use async_trait::async_trait;
use bytes::Bytes;
use thiserror::Error;

#[derive(Debug, Error)]
#[error("storage error: {0}")]
pub struct StorageError(pub String);

/// Blob store for source uploads and derived artifacts.
///
/// Keys follow `<ownerId>/originals/...` for sources and
/// `<ownerId>/derived/<videoId>/...` for transcoder outputs.
#[async_trait]
pub trait BlobStorage: Send + Sync {
    async fn get_object(&self, key: &str) -> Result<Bytes, StorageError>;

    /// Stores the object and returns its locator (`s3://bucket/key`).
    async fn put_object(
        &self,
        key: &str,
        body: Bytes,
        content_type: &str,
    ) -> Result<String, StorageError>;
}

• [What is required]: I need each of the entries above printed again exactly.

• [Output for this task]:
use async_trait::async_trait;
use bytes::Bytes;
use thiserror::Error;

#[derive(Debug, Error)]
#[error("storage error: {0}")]
pub struct StorageError(pub String);

/// Blob store for source uploads and derived artifacts.
///
/// Keys follow `<ownerId>/originals/...` for sources and
/// `<ownerId>/derived/<videoId>/...` for transcoder outputs.
#[async_trait]
pub trait BlobStorage: Send + Sync {
    async fn get_object(&self, key: &str) -> Result<Bytes, StorageError>;

    /// Stores the object and returns its locator (`s3://bucket/key`).
    async fn put_object(
        &self,
        key: &str,
        body: Bytes,
        content_type: &str,
    ) -> Result<String, StorageError>;
}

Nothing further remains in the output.